//! Chapter trim planning.
//!
//! A chapter list describes the parts of the source to keep, one entry per
//! chapter. Ends are inclusive; an entry without an end runs until the frame
//! before the next chapter (or to the end of the sequence for the last one).
//!
//! The plan has two views of the same chapters:
//! - `cut_s`/`cut_e`: absolute source ranges for the cutter, with chapters
//!   that touch merged into one cut
//! - `chap_s_ts`/`chap_e_ts`: chapter boundaries in the spliced output

use serde::Serialize;

use super::PlanTrace;
use crate::chapters::ChapterMarker;
use crate::config::PlannerSettings;
use crate::frames::{self, FrameRange, TrimError, TrimResult};
use crate::input::ChapterEntry;
use crate::sequence::SequenceInfo;
use crate::timecode::Timecoder;

/// Cut list and post-cut chapter timecodes.
#[derive(Debug, Clone, PartialEq, Eq, Serialize)]
pub struct ChapterPlan {
    /// Starts of the merged source ranges to keep.
    pub cut_s: Vec<u64>,
    /// Exclusive ends of the merged source ranges to keep.
    pub cut_e: Vec<u64>,
    /// Chapter starts in the output timeline.
    pub chap_s_ts: Vec<String>,
    /// Chapter ends in the output timeline.
    pub chap_e_ts: Vec<String>,
    #[serde(skip_serializing_if = "Option::is_none")]
    pub labels: Option<Vec<String>>,
    #[serde(skip_serializing_if = "Option::is_none")]
    pub trace: Option<PlanTrace>,
}

impl ChapterPlan {
    /// Merged source ranges, ready for the cutter.
    pub fn cut_ranges(&self) -> Vec<FrameRange> {
        self.cut_s
            .iter()
            .zip(&self.cut_e)
            .map(|(&start, &end)| FrameRange::new(start, end))
            .collect()
    }

    /// Chapter start markers for the chapter writer.
    pub fn markers(&self) -> Vec<ChapterMarker> {
        self.chap_s_ts
            .iter()
            .enumerate()
            .map(|(i, timecode)| ChapterMarker {
                timecode: timecode.clone(),
                label: self.labels.as_ref().and_then(|l| l.get(i).cloned()),
            })
            .collect()
    }
}

/// Plans chapter lists against one sequence.
#[derive(Debug, Clone)]
pub struct ChapterPlanner {
    sequence: SequenceInfo,
    names: bool,
    allow_open_last: bool,
    debug: bool,
}

impl ChapterPlanner {
    /// Create a planner expecting labelled chapters.
    pub fn new(sequence: SequenceInfo) -> Self {
        Self {
            sequence,
            names: true,
            allow_open_last: PlannerSettings::default().allow_open_last,
            debug: false,
        }
    }

    /// Apply planner settings from the config file.
    pub fn with_settings(mut self, settings: &PlannerSettings) -> Self {
        self.allow_open_last = settings.allow_open_last;
        self
    }

    /// Whether every entry carries a label.
    pub fn names(mut self, names: bool) -> Self {
        self.names = names;
        self
    }

    /// Whether the last chapter may omit its end.
    pub fn allow_open_last(mut self, allow: bool) -> Self {
        self.allow_open_last = allow;
        self
    }

    /// Collect intermediate values into [`ChapterPlan::trace`].
    pub fn debug(mut self, debug: bool) -> Self {
        self.debug = debug;
        self
    }

    /// Resolve chapters, merge them into cuts and map them onto the output.
    pub fn plan(&self, entries: &[ChapterEntry]) -> TrimResult<ChapterPlan> {
        if entries.is_empty() {
            return Err(TrimError::shape(None, "chapters must contain at least one entry"));
        }
        self.check_labels(entries)?;

        let ranges = self.resolve(entries)?;
        frames::validate_ordering(&ranges)?;

        let (cut_s, cut_e) = frames::split_ranges(&frames::combine(&ranges));
        let compacted = frames::compact(&ranges);

        let coder = Timecoder::new(self.sequence);
        let chap_s_ts = compacted
            .iter()
            .map(|r| coder.timecode(r.start))
            .collect::<TrimResult<Vec<_>>>()?;
        let chap_e_ts = compacted
            .iter()
            .map(|r| coder.timecode(r.end))
            .collect::<TrimResult<Vec<_>>>()?;

        let labels = self.names.then(|| {
            entries
                .iter()
                .map(|e| e.label().unwrap_or_default().to_string())
                .collect()
        });

        tracing::debug!(
            "Planned {} chapters into {} cuts",
            entries.len(),
            cut_s.len()
        );

        let trace = self.debug.then(|| {
            let trace = PlanTrace {
                raw: entries.iter().map(|e| (e.start(), e.end())).collect(),
                resolved: ranges,
                compacted,
            };
            trace.emit("chapter");
            trace
        });

        Ok(ChapterPlan {
            cut_s,
            cut_e,
            chap_s_ts,
            chap_e_ts,
            labels,
            trace,
        })
    }

    fn check_labels(&self, entries: &[ChapterEntry]) -> TrimResult<()> {
        for (i, entry) in entries.iter().enumerate() {
            match (self.names, entry.label().is_some()) {
                (true, false) => return Err(TrimError::shape(Some(i), "is missing its label")),
                (false, true) => {
                    return Err(TrimError::shape(Some(i), "has a label but names are disabled"))
                }
                _ => {}
            }
        }
        Ok(())
    }

    /// Resolve every entry to a closed-open source range.
    ///
    /// An open end only depends on the next start, so one forward pass is
    /// enough. Error fields carry the resolved closed-open bounds.
    fn resolve(&self, entries: &[ChapterEntry]) -> TrimResult<Vec<FrameRange>> {
        let length = self.sequence.length();
        let starts = entries
            .iter()
            .map(|e| frames::resolve_start(e.start(), length))
            .collect::<TrimResult<Vec<_>>>()?;

        let mut ranges = Vec::with_capacity(entries.len());
        for (i, entry) in entries.iter().enumerate() {
            let start = starts[i];
            let end = match entry.end() {
                Some(last) => {
                    let end = resolve_inclusive_end(last, length)?;
                    // inclusive last must come after start
                    if end <= start.saturating_add(1) {
                        return Err(TrimError::IllogicalTrim { index: i, start, end });
                    }
                    end
                }
                None => match starts.get(i + 1) {
                    Some(&next_start) => next_start,
                    None if self.allow_open_last => length,
                    None => return Err(TrimError::MissingSuccessor { index: i }),
                },
            };
            ranges.push(FrameRange::new(start, end));
        }

        // An open entry followed by an earlier start is an ordering problem,
        // not an illogical pair.
        for (i, entry) in entries.iter().enumerate() {
            if entry.end().is_some() || !ranges[i].is_empty() {
                continue;
            }
            if let Some(next) = ranges.get(i + 1) {
                return Err(TrimError::UnorderedTrims {
                    index: i + 1,
                    previous: ranges[i].as_pair(),
                    next: next.as_pair(),
                });
            }
        }

        Ok(ranges)
    }
}

/// Turn an inclusive chapter end into an exclusive one.
///
/// Negative values count from the end (`-1` is the last frame) and `0` means
/// the end of the sequence, as for flat trims.
fn resolve_inclusive_end(last: i64, length: u64) -> TrimResult<u64> {
    if last == 0 {
        return Ok(length);
    }
    frames::resolve_end(last, length)?
        .checked_add(1)
        .filter(|&end| end <= length)
        .ok_or(TrimError::OutOfBounds {
            value: last,
            length,
        })
}

#[cfg(test)]
mod tests {
    use super::*;

    fn planner() -> ChapterPlanner {
        ChapterPlanner::new(SequenceInfo::from_parts(100, 5, 1).unwrap())
    }

    fn bounded() -> Vec<ChapterEntry> {
        [
            (1, 2, "A"),
            (4, 7, "B"),
            (8, 9, "C"),
            (11, 13, "D"),
            (14, 17, "E"),
            (18, 20, "F"),
            (24, 30, "G"),
            (33, 35, "H"),
            (36, 41, "J"),
        ]
        .into_iter()
        .map(|(s, e, l)| ChapterEntry::bounded(s, e, Some(l)))
        .collect()
    }

    fn mixed() -> Vec<ChapterEntry> {
        vec![
            ChapterEntry::bounded(1, 2, Some("A")),
            ChapterEntry::open(4, Some("B")),
            ChapterEntry::bounded(8, 9, Some("C")),
            ChapterEntry::open(11, Some("D")),
            ChapterEntry::open(14, Some("E")),
            ChapterEntry::bounded(18, 20, Some("F")),
            ChapterEntry::bounded(24, 30, Some("G")),
            ChapterEntry::open(33, Some("H")),
            ChapterEntry::bounded(36, 41, Some("J")),
        ]
    }

    #[test]
    fn merges_touching_chapters_into_cuts() {
        for entries in [bounded(), mixed()] {
            let plan = planner().plan(&entries).unwrap();
            assert_eq!(plan.cut_s, vec![1, 4, 11, 24, 33]);
            assert_eq!(plan.cut_e, vec![3, 10, 21, 31, 42]);
        }
    }

    #[test]
    fn chapter_timecodes_follow_output_timeline() {
        let expected = vec![
            "00:00:00.000000000",
            "00:00:00.400000000",
            "00:00:01.200000000",
            "00:00:01.600000000",
            "00:00:02.200000000",
            "00:00:03.000000000",
            "00:00:03.600000000",
            "00:00:05.000000000",
            "00:00:05.600000000",
        ];
        for entries in [bounded(), mixed()] {
            let plan = planner().plan(&entries).unwrap();
            assert_eq!(plan.chap_s_ts, expected);
            assert_eq!(plan.chap_e_ts.last().unwrap(), "00:00:06.800000000");
        }
    }

    #[test]
    fn labels_are_kept_in_order() {
        let plan = planner().plan(&mixed()).unwrap();
        let labels = plan.labels.clone().unwrap();
        assert_eq!(labels.first().unwrap(), "A");
        assert_eq!(labels.last().unwrap(), "J");

        let markers = plan.markers();
        assert_eq!(markers.len(), 9);
        assert_eq!(markers[1].timecode, "00:00:00.400000000");
        assert_eq!(markers[1].label.as_deref(), Some("B"));
    }

    #[test]
    fn open_last_chapter_runs_to_end() {
        let entries = vec![ChapterEntry::bounded(0, 9, None), ChapterEntry::open(50, None)];
        let plan = planner().names(false).plan(&entries).unwrap();
        assert_eq!(plan.cut_s, vec![0, 50]);
        assert_eq!(plan.cut_e, vec![10, 100]);
        assert_eq!(plan.chap_e_ts.last().unwrap(), "00:00:12.000000000");
        assert!(plan.labels.is_none());
        assert!(plan.markers().iter().all(|m| m.label.is_none()));
    }

    #[test]
    fn open_last_chapter_can_be_required_to_end() {
        let entries = vec![ChapterEntry::bounded(9, 10, None), ChapterEntry::open(20, None)];
        let result = planner().names(false).allow_open_last(false).plan(&entries);
        assert!(matches!(result, Err(TrimError::MissingSuccessor { index: 1 })));
    }

    #[test]
    fn decreasing_start_fails() {
        let entries = vec![ChapterEntry::bounded(9, 10, None), ChapterEntry::open(8, None)];
        assert!(matches!(
            planner().names(false).plan(&entries),
            Err(TrimError::UnorderedTrims { index: 1, .. })
        ));
    }

    #[test]
    fn open_chapter_before_earlier_start_is_unordered() {
        let entries = vec![ChapterEntry::open(9, None), ChapterEntry::bounded(8, 10, None)];
        assert!(matches!(
            planner().names(false).plan(&entries),
            Err(TrimError::UnorderedTrims {
                index: 1,
                previous: (9, 8),
                next: (8, 11),
            })
        ));

        let entries = vec![ChapterEntry::open(9, None), ChapterEntry::open(9, None)];
        assert!(matches!(
            planner().names(false).plan(&entries),
            Err(TrimError::UnorderedTrims { index: 1, previous: (9, 9), next: (9, 100) })
        ));
    }

    #[test]
    fn overlapping_inclusive_ends_fail() {
        let entries = vec![ChapterEntry::bounded(1, 5, None), ChapterEntry::bounded(5, 9, None)];
        assert!(matches!(
            planner().names(false).plan(&entries),
            Err(TrimError::UnorderedTrims { index: 1, .. })
        ));
    }

    #[test]
    fn equal_bounds_fail() {
        let entries = vec![ChapterEntry::bounded(1, 5, None), ChapterEntry::bounded(7, 7, None)];
        assert!(matches!(
            planner().names(false).plan(&entries),
            Err(TrimError::IllogicalTrim { index: 1, start: 7, end: 8 })
        ));

        let entries = vec![ChapterEntry::bounded(7, 3, None)];
        assert!(matches!(
            planner().names(false).plan(&entries),
            Err(TrimError::IllogicalTrim { index: 0, start: 7, end: 4 })
        ));
    }

    #[test]
    fn negative_and_sentinel_ends() {
        let entries = vec![ChapterEntry::bounded(-20, -11, None), ChapterEntry::bounded(-10, 0, None)];
        let plan = planner().names(false).plan(&entries).unwrap();
        assert_eq!(plan.cut_s, vec![80]);
        assert_eq!(plan.cut_e, vec![100]);
    }

    #[test]
    fn end_past_last_frame_fails() {
        let entries = vec![ChapterEntry::bounded(90, 100, None)];
        assert!(matches!(
            planner().names(false).plan(&entries),
            Err(TrimError::OutOfBounds { value: 100, .. })
        ));
    }

    #[test]
    fn label_mode_is_enforced() {
        let entries = vec![ChapterEntry::bounded(1, 5, None)];
        assert!(matches!(planner().plan(&entries), Err(TrimError::Shape { index: Some(0), .. })));

        let entries = vec![ChapterEntry::bounded(1, 5, Some("A"))];
        assert!(matches!(
            planner().names(false).plan(&entries),
            Err(TrimError::Shape { index: Some(0), .. })
        ));

        assert!(matches!(planner().plan(&[]), Err(TrimError::Shape { index: None, .. })));
    }

    #[test]
    fn debug_trace_has_compacted_ranges() {
        let plan = planner().debug(true).plan(&mixed()).unwrap();
        let trace = plan.trace.unwrap();
        assert_eq!(trace.raw[1], (4, None));
        assert_eq!(trace.resolved[1], FrameRange::inclusive(4, 7));
        assert_eq!(trace.compacted[1], FrameRange::inclusive(2, 5));
    }
}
◆ ◆ ◆
Task – When copying the data above, please keep exactly the lines from its first line through the line with "cutter, with chapters", both ends included, and drop the rest.

Answer to the exercise –
//! Chapter trim planning.
//!
//! A chapter list describes the parts of the source to keep, one entry per
//! chapter. Ends are inclusive; an entry without an end runs until the frame
//! before the next chapter (or to the end of the sequence for the last one).
//!
//! The plan has two views of the same chapters:
//! - `cut_s`/`cut_e`: absolute source ranges for the cutter, with chapters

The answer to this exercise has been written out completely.